Irineu de Leão escreveu toda a sua teologia desde uma perspectiva bíblica e pastoral. Através dele podemos descobrir muito do que foi o pensamento teológico de seus mestres, porque Irineu não trata de inovar, mas de expor a fé que recebeu de Policarpo e de seus outros mestres”2.

Irineu era natural da Ásia Menor – provavelmente de Esmirna – onde nasceu por volta do ano de 130 e onde foi também discípulo do bispo Policarpo, acerca de cujo martírio falamos em um capítulo anterior. Durante toda sua vida, Irineu foi um admirador fervente de seu mestre Policarpo, e em seus escritos se refere repetidamente aos ensinos de um "ancião" – o presbítero – cujo nome não menciona, mas que parece ser Policarpo. Em todo caso, por razões que desconhecemos, Irineu se transladou a Leão, no que hoje é França. Ali chegou a ser presbítero da igreja, que o enviou a Roma com uma carta para o bispo dessa cidade. Irineu estava em Roma quando houve uma perseguição em Leão e Viena que já discutimos anteriormente. Nessa perseguição, o bispo Fotino [ou Potínio] entregou sua vida como mártir e, portanto, quando Irineu regressou a Leão ficou encarregado da direção espiritual da igreja, que o elegeu para que fosse seu bispo.
Irineu era antes de tudo um pastor. Seu interesse não estava na especulação filosófica, nem em descobrir recônditos secretos, até então desconhecidos, mas em dirigir a sua grei na sã doutrina e na vida correta. Portanto, seus escritos não intentam elevar-se em altos voos especulativos, mas pretendem simplesmente refutar os hereges e instruir os crentes. Ainda que Irineu compusesse outros escritos, são duas as obras dele que seconservam: "A demonstração da fé apostólica" e "A refutação da falsa gnosis", esta última melhor conhecida como "Contra as Heresias". Na primeira destas obras, Irineu está tratando de instruir sua grei sobre alguns pontos da fé cristã. Na segunda refuta aos gnósticos. Em ambas, Irineu se limita a expor a fé que recebeu de seus mestres, sem tratar de adorná-la com especulações de sua própria lavra. Portanto, muito mais do que qualquer dos outros teólogos que estudaremos aqui, Irineu nos mostra qual era a doutrina comum da igreja até os fins do século segundo.

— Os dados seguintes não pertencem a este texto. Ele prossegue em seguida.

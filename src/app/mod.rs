//! Application-Layer: Controller, State, Events und Handler.

pub mod command_log;
pub mod controller;
pub mod events;
pub mod handlers;
mod intent_mapping;
pub mod render_scene;
/// Application State
///
/// Dieses Modul verwaltet den Zustand der Anwendung (Kurve, Interaktion, Optionen).
pub mod state;

pub use command_log::CommandLog;
pub use controller::InteractionController;
pub use events::{AppCommand, AppIntent};
pub use render_scene::build as build_render_scene;
pub use state::{AppState, InteractionState};
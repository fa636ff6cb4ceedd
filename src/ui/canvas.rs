//! Zeichnen der RenderScene mit dem egui-Painter.

use crate::shared::{HandleKind, RenderScene};
use glam::Vec2;

/// Linienstärke der Tangenten-Führungslinien.
const GUIDE_STROKE_WIDTH: f32 = 1.0;
/// Radius-Faktor des Markierungsrings um das gezogene Element.
const ACTIVE_RING_FACTOR: f32 = 2.5;

/// Zeichnet Hintergrund, Kurve, Führungslinien, Tangentenpunkte und Anker.
///
/// Reihenfolge: Kurve unten, Anker oben, damit übereinanderliegende
/// Tangentenpunkte den Anker nicht verdecken.
pub fn paint_scene(painter: &egui::Painter, canvas: egui::Rect, scene: &RenderScene) {
    let options = &scene.options;
    painter.rect_filled(canvas, 0.0, to_color32(options.background_color));

    let curve_stroke = egui::Stroke::new(options.curve_stroke_width, to_color32(options.curve_color));
    for polyline in &scene.segments {
        let points = polyline.iter().map(|&p| to_screen(canvas, p)).collect();
        painter.add(egui::Shape::line(points, curve_stroke));
    }

    for guide in &scene.guides {
        let (guide_color, handle_color) = match guide.kind {
            HandleKind::Forward => (options.forward_guide_color, options.forward_handle_color),
            HandleKind::Backward => (options.backward_guide_color, options.backward_handle_color),
        };
        let handle = to_screen(canvas, guide.handle);
        painter.line_segment(
            [to_screen(canvas, guide.anchor), handle],
            egui::Stroke::new(GUIDE_STROKE_WIDTH, to_color32(guide_color)),
        );
        painter.circle_filled(handle, options.point_radius, to_color32(handle_color));
    }

    let anchor_color = to_color32(options.anchor_color);
    for &anchor in &scene.anchors {
        painter.circle_filled(to_screen(canvas, anchor), options.point_radius, anchor_color);
    }

    if let Some(active) = scene.active_position {
        painter.circle_stroke(
            to_screen(canvas, active),
            options.point_radius * ACTIVE_RING_FACTOR,
            egui::Stroke::new(GUIDE_STROKE_WIDTH, anchor_color),
        );
    }
}

/// Canvas-lokale Koordinaten → Bildschirmposition.
fn to_screen(canvas: egui::Rect, p: Vec2) -> egui::Pos2 {
    canvas.min + egui::vec2(p.x, p.y)
}

/// RGBA-Float-Farbe (0..1) → egui-Farbe.
fn to_color32(c: [f32; 4]) -> egui::Color32 {
    let channel = |v: f32| (v.clamp(0.0, 1.0) * 255.0).round() as u8;
    egui::Color32::from_rgba_unmultiplied(channel(c[0]), channel(c[1]), channel(c[2]), channel(c[3]))
}
//! AppIntent- und AppCommand-Enums für den Intent/Command-Datenfluss.

mod command;
mod intent;

pub use command::AppCommand;
pub use intent::AppIntent;
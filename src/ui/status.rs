//! Status-Bar am unteren Bildschirmrand.

use crate::app::AppState;

/// Rendert die Status-Bar
pub fn render_status_bar(ctx: &egui::Context, state: &AppState) {
    egui::TopBottomPanel::bottom("status_bar").show(ctx, |ui| {
        ui.horizontal(|ui| {
            if state.curve.is_empty() {
                ui.label("Klicken, um den ersten Anker zu setzen");
            } else {
                ui.label(format!(
                    "Anker: {} | Segmente: {}",
                    state.anchor_count(),
                    state.segment_count()
                ));
            }

            ui.separator();

            ui.label(state.interaction.status_text());

            ui.separator();

            ui.label(format!("Toleranz: {:.0}", state.options.hit_tolerance));
        });
    });
}
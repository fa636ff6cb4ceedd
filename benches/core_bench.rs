use bezier_curve_editor::{hit_test, sample_curve, CurveModel, HIT_TOLERANCE};
use criterion::{criterion_group, criterion_main, BenchmarkId, Criterion};
use glam::Vec2;
use std::hint::black_box;

fn build_zigzag_curve(anchor_count: usize) -> CurveModel {
    let mut model = CurveModel::new();

    for index in 0..anchor_count {
        let x = index as f32 * 40.0;
        let y = if index % 2 == 0 { 100.0 } else { 400.0 };
        model.append_anchor(Vec2::new(x, y));
    }

    model
}

fn bench_sample_segment(c: &mut Criterion) {
    let p0 = Vec2::new(0.0, 0.0);
    let p1 = Vec2::new(300.0, 0.0);
    let g0 = Vec2::new(100.0, 150.0);
    let g1 = Vec2::new(200.0, -150.0);

    let mut group = c.benchmark_group("sample_segment");
    for steps in [10usize, 100, 1_000] {
        group.bench_with_input(BenchmarkId::from_parameter(steps), &steps, |b, &steps| {
            b.iter(|| {
                sample_curve(black_box(p0), black_box(p1), black_box(g0), black_box(g1), steps)
                    .fold(Vec2::ZERO, |acc, p| acc + p)
            })
        });
    }
    group.finish();
}

fn bench_sample_full_curve(c: &mut Criterion) {
    let mut group = c.benchmark_group("sample_full_curve");
    for anchor_count in [10usize, 100, 1_000] {
        let model = build_zigzag_curve(anchor_count);
        group.bench_with_input(
            BenchmarkId::from_parameter(anchor_count),
            &model,
            |b, model| {
                b.iter(|| {
                    model
                        .segments()
                        .map(|seg| seg.sample(100).count())
                        .sum::<usize>()
                })
            },
        );
    }
    group.finish();
}

fn bench_hit_test(c: &mut Criterion) {
    let mut group = c.benchmark_group("hit_test");
    for anchor_count in [10usize, 100, 1_000] {
        let model = build_zigzag_curve(anchor_count);
        // Kein Treffer: ungünstigster Fall, alle drei Listen werden durchsucht
        let miss = Vec2::new(-500.0, -500.0);
        group.bench_with_input(
            BenchmarkId::from_parameter(anchor_count),
            &model,
            |b, model| b.iter(|| hit_test(black_box(miss), model, HIT_TOLERANCE)),
        );
    }
    group.finish();
}

criterion_group!(
    benches,
    bench_sample_segment,
    bench_sample_full_curve,
    bench_hit_test
);
criterion_main!(benches);
//! Render-Szene als expliziter Übergabevertrag zwischen App und Renderer.
//!
//! Lebt im shared-Modul, da `app` sie baut und `ui` sie konsumiert.

use super::options::EditorOptions;
use glam::Vec2;

/// Seite eines Tangentenpunkts relativ zu seinem Anker.
#[derive(Debug, Clone, Copy, PartialEq, Eq)]
pub enum HandleKind {
    /// Ausgehende Tangente (Segment i → i+1)
    Forward,
    /// Eingehende Tangente (Segment i−1 → i)
    Backward,
}

/// Führungslinie vom Anker zu einem seiner Tangentenpunkte.
#[derive(Debug, Clone, Copy, PartialEq)]
pub struct HandleGuide {
    pub anchor: Vec2,
    pub handle: Vec2,
    pub kind: HandleKind,
}

/// Read-only Daten für einen Render-Frame.
#[derive(Debug, Clone)]
pub struct RenderScene {
    /// Abgetastete Polylinie je Segment (Durchlaufreihenfolge)
    pub segments: Vec<Vec<Vec2>>,
    /// Alle Ankerpunkte
    pub anchors: Vec<Vec2>,
    /// Sichtbare Tangentenpunkte samt Führungslinie
    pub guides: Vec<HandleGuide>,
    /// Position des gerade gezogenen Elements (für Hervorhebung)
    pub active_position: Option<Vec2>,
    /// Laufzeit-Optionen für Farben, Größen, Breiten
    pub options: EditorOptions,
}

impl RenderScene {
    /// Gibt zurück, ob mindestens ein Anker gezeichnet werden muss.
    pub fn has_curve(&self) -> bool {
        !self.anchors.is_empty()
    }
}
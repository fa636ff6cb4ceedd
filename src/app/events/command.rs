use crate::core::HitTarget;
use glam::Vec2;

/// Commands sind mutierende Schritte, die zentral ausgeführt werden.
#[derive(Debug, Clone, PartialEq)]
pub enum AppCommand {
    /// Neuen Anker am Kurvenende anhängen
    AppendAnchor { pos: Vec2 },
    /// Drag auf einem getroffenen Element beginnen
    BeginDrag { target: HitTarget },
    /// Aktuelles Drag-Ziel auf Zeigerposition setzen
    DragTo { pos: Vec2 },
    /// Drag beenden, letzte Position bleibt bestehen
    EndDrag,
    /// Anwendung beenden
    RequestExit,
}
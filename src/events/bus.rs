//! In-process event fan-out.
//!
//! Publishing assigns the per-process sequence and delivers to every
//! matching subscriber under one lock, so each subscriber observes
//! sequences in strictly increasing order. Script hooks and webhooks are
//! fired on detached tasks and never block the publisher.

use std::sync::atomic::{AtomicU64, Ordering};
use std::sync::Arc;

use tokio::sync::{mpsc, watch, Mutex};
use tracing::{debug, warn};

use super::hooks::{HookContext, HookRunner};
use super::webhooks::WebhookSink;
use super::{Envelope, EventFilter};

pub const DEFAULT_SUBSCRIBER_BUFFER: usize = 100;

/// What to do when a subscriber's buffer is full.
///
/// Events are best-effort by default: a slow subscriber loses events, the
/// publisher never stalls. `Block` exists for sinks that must not miss an
/// event and accept holding up fan-out instead.
#[derive(Debug, Clone, Copy, PartialEq, Eq)]
pub enum DeliveryPolicy {
    Drop,
    Block,
}

struct SubEntry {
    id: u64,
    filter: EventFilter,
    policy: DeliveryPolicy,
    tx: mpsc::Sender<Envelope>,
}

struct Inner {
    seq: u64,
    subs: Vec<SubEntry>,
}

pub struct EventBus {
    inner: Mutex<Inner>,
    next_sub_id: AtomicU64,
    hooks: Option<HookRunner>,
    webhooks: WebhookSink,
    shutdown: watch::Receiver<bool>,
}

/// A live subscription. Dropping the receiver detaches the subscriber on
/// the next publish.
pub struct Subscription {
    pub id: u64,
    pub rx: mpsc::Receiver<Envelope>,
}

impl EventBus {
    pub fn new(
        hooks: Option<HookRunner>,
        webhooks: WebhookSink,
        shutdown: watch::Receiver<bool>,
    ) -> Arc<Self> {
        Arc::new(Self {
            inner: Mutex::new(Inner {
                seq: 0,
                subs: Vec::new(),
            }),
            next_sub_id: AtomicU64::new(1),
            hooks,
            webhooks,
            shutdown,
        })
    }

    /// A bus with no script-hook or webhook sinks, for tests and tools.
    pub fn in_process_only() -> Arc<Self> {
        let (_tx, rx) = watch::channel(false);
        Self::new(None, WebhookSink::disabled(), rx)
    }

    pub async fn subscribe(&self, filter: EventFilter) -> Subscription {
        self.subscribe_with(filter, DEFAULT_SUBSCRIBER_BUFFER, DeliveryPolicy::Drop)
            .await
    }

    pub async fn subscribe_with(
        &self,
        filter: EventFilter,
        capacity: usize,
        policy: DeliveryPolicy,
    ) -> Subscription {
        let id = self.next_sub_id.fetch_add(1, Ordering::Relaxed);
        let (tx, rx) = mpsc::channel(capacity.max(1));
        self.inner.lock().await.subs.push(SubEntry {
            id,
            filter,
            policy,
            tx,
        });
        Subscription { id, rx }
    }

    pub async fn unsubscribe(&self, id: u64) {
        self.inner.lock().await.subs.retain(|s| s.id != id);
    }

    pub async fn subscriber_count(&self) -> usize {
        self.inner.lock().await.subs.len()
    }

    /// Publish one envelope: assign the sequence, fan out to in-process
    /// subscribers, then hand the event to the hook and webhook sinks on
    /// detached tasks. Returns the assigned sequence.
    pub async fn publish(&self, env: Envelope, hook_ctx: Option<HookContext>) -> u64 {
        let env = {
            let mut inner = self.inner.lock().await;
            inner.seq += 1;
            let mut env = env;
            env.sequence = inner.seq;

            // Dead subscribers are dropped as a side effect of delivery.
            let mut closed = Vec::new();
            for sub in inner.subs.iter() {
                if !sub.filter.matches(&env) {
                    continue;
                }
                match sub.policy {
                    DeliveryPolicy::Drop => match sub.tx.try_send(env.clone()) {
                        Ok(()) => {}
                        Err(mpsc::error::TrySendError::Full(_)) => {
                            warn!(
                                subscriber = sub.id,
                                event = %env.event_type,
                                seq = env.sequence,
                                "subscriber buffer full — event dropped for this subscriber"
                            );
                        }
                        Err(mpsc::error::TrySendError::Closed(_)) => closed.push(sub.id),
                    },
                    DeliveryPolicy::Block => {
                        if sub.tx.send(env.clone()).await.is_err() {
                            closed.push(sub.id);
                        }
                    }
                }
            }
            if !closed.is_empty() {
                inner.subs.retain(|s| !closed.contains(&s.id));
            }
            env
        };

        debug!(event = %env.event_type, seq = env.sequence, task = ?env.task_id, "event published");

        if let Some(ref hooks) = self.hooks {
            hooks.fire(&env, hook_ctx, self.shutdown.clone());
        }
        self.webhooks.fire(&env);

        env.sequence
    }

    /// Swap the webhook URL list — called when the `event_webhooks`
    /// setting changes.
    pub fn set_webhook_urls(&self, urls: Vec<String>) {
        self.webhooks.set_urls(urls);
    }

    /// Re-deliver previously audited envelopes to one subscription,
    /// assigning fresh sequences. Used for post-crash replay.
    pub async fn replay_to(&self, sub_id: u64, envelopes: Vec<Envelope>) {
        let mut inner = self.inner.lock().await;
        for env in envelopes {
            inner.seq += 1;
            let mut env = env;
            env.sequence = inner.seq;
            if let Some(sub) = inner.subs.iter().find(|s| s.id == sub_id) {
                if sub.filter.matches(&env) {
                    let _ = sub.tx.try_send(env);
                }
            }
        }
    }
}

Irineu é antes de mais nada pastor, desse modo ele mesmo concebe a Deus como um pastor. Deus é um ser amante que cria o mundo e a humanidade, não por necessidade nem por erro – como pretendiam os gnósticos – mas por causa de seu próprio desejo de ter uma criação a qual amar e a qual dirigir, como o pastor dirige o seu rebanho ao redil. À luz desta perspectiva, toda a história aparece como o processo mediante o qual o divino pastor vai dirigindo sua criação em direção à consumação final.

A coroa da criação de Deus é a criatura humana. O ser humano foi criado desde o princípio como um ser livre e, portanto, responsável. Essa liberdade é tal, que mediante ela podemos conformar-nos mais e mais à vontade e à natureza divina, e gozar de uma comunhão sempre crescente com nosso criador. Mas, por outra parte, a criatura humana não foi criada desde um princípio em toda sua perfeição. Como pastor que é, Deus colocou o primeiro casal no paraíso, não em um estado de perfeição, mas "como meninos" (ou "como crianças"). O que isto quer dizer é que Deus tinha o propósito de que o ser humano crescesse de tal modo em comunhão com ele que com o tempo chegasse a estar ainda acima dos anjos.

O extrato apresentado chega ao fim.